Terrence Stephen Gathercole (25 November 1935 – 30 May 2001), was an Australian breaststroke swimmer of the 1950s and 1960s, who won a silver medal in the 4x100-metre medley relay at the 1960 Summer Olympics. He later became a swimming coach, at one stage being the Australian female team coach for the 1964 Summer Olympics and guiding numerous breaststroke students to Olympic and World Championship gold medals. He also served as the president of Swimming Australia.

==Biography==
Born in Tallimba, New South Wales. He grew up in West Wyalong, New South Wales where he lived throughout his school years. In 1957, he married Carol Fraser and they had three children – Gai, Ben and Tim. He died in 2001 because of heart problems, an illness which he had carried for 15 years after requiring open-heart surgery. A public memorial service at the Australian Institute of Sport in Canberra, where he coached, was attended by Prime Minister John Howard and several federal cabinet ministers.

==Swimming career==
Gathercole swam for the West Wyalong Swimming Club and received coaching advice through the mail from Forbes Carlile. Gathercole first came to prominence in the 1954 Australian Championships, when he won the first of his ten Australian Championships. He made his international debut at the 1956 Summer Olympics in Melbourne, contesting the 200-metre breaststroke, at the first Olympics in which the butterfly stroke was separated from breaststroke swimming. He finished fourth in the final, just 0.1 of a second behind the bronze medalist Charis Yunichev of the Soviet Union. He was coached by Forbes Carlile after moving to Sydney.

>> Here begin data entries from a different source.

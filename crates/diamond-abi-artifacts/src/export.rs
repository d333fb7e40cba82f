//! Export of a merged interface.

use crate::error::ArtifactError;
use diamond_abi_kernel::{MergedInterface, human_readable};
use serde::Serialize;
use serde_json::{Value, json};
use std::fs;
use std::path::Path;

pub const ARTIFACT_FORMAT: &str = "hh-sol-artifact-1";
pub const DIAMOND_SOURCE_NAME: &str = ".diamond";

/// A bytecode-less compiled artifact carrying the merged ABI, so downstream
/// tooling (typings generators, verifiers) can treat the diamond like any
/// other contract.
pub fn diamond_artifact(name: &str, merged: &MergedInterface) -> Value {
    json!({
        "_format": ARTIFACT_FORMAT,
        "contractName": name,
        "sourceName": DIAMOND_SOURCE_NAME,
        "abi": merged.abi(),
        "bytecode": "0x",
        "deployedBytecode": "0x",
        "linkReferences": {},
        "deployedLinkReferences": {},
    })
}

/// Render JSON with `spacing` spaces of indent; 0 renders compact.
pub fn render_json(value: &Value, spacing: usize) -> Result<String, ArtifactError> {
    if spacing == 0 {
        return Ok(value.to_string());
    }
    let indent = vec![b' '; spacing];
    let mut out = Vec::new();
    let formatter = serde_json::ser::PrettyFormatter::with_indent(&indent);
    let mut serializer = serde_json::Serializer::with_formatter(&mut out, formatter);
    value
        .serialize(&mut serializer)
        .map_err(|source| ArtifactError::Render {
            what: "json",
            source,
        })?;
    String::from_utf8(out).map_err(|e| ArtifactError::Render {
        what: "json",
        source: serde::ser::Error::custom(e),
    })
}

/// One human-readable signature per line.
pub fn render_signatures(merged: &MergedInterface) -> String {
    let mut out = String::new();
    for fragment in merged.fragments() {
        out.push_str(&human_readable(fragment));
        out.push('\n');
    }
    out
}

/// Write `contents` to `path`, creating parent directories.
pub fn write_output(path: &Path, contents: &str) -> Result<(), ArtifactError> {
    if let Some(parent) = path.parent()
        && !parent.as_os_str().is_empty()
    {
        fs::create_dir_all(parent).map_err(|source| ArtifactError::WriteFile {
            path: parent.display().to_string(),
            source,
        })?;
    }
    fs::write(path, contents).map_err(|source| ArtifactError::WriteFile {
        path: path.display().to_string(),
        source,
    })
}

Gathercole reached the peak of his swimming career in 1958 when he set the world record for the 200-metre breaststroke at the Tobruk Pool in Townsville, Queensland. He held this world record for over three years. In the 1958 British Empire and Commonwealth Games in Cardiff, Wales, he won the 220-yard breaststroke and combined with John Monckton, John Devitt and Brian Wilkinson to claim the 4x110-yard medley relay.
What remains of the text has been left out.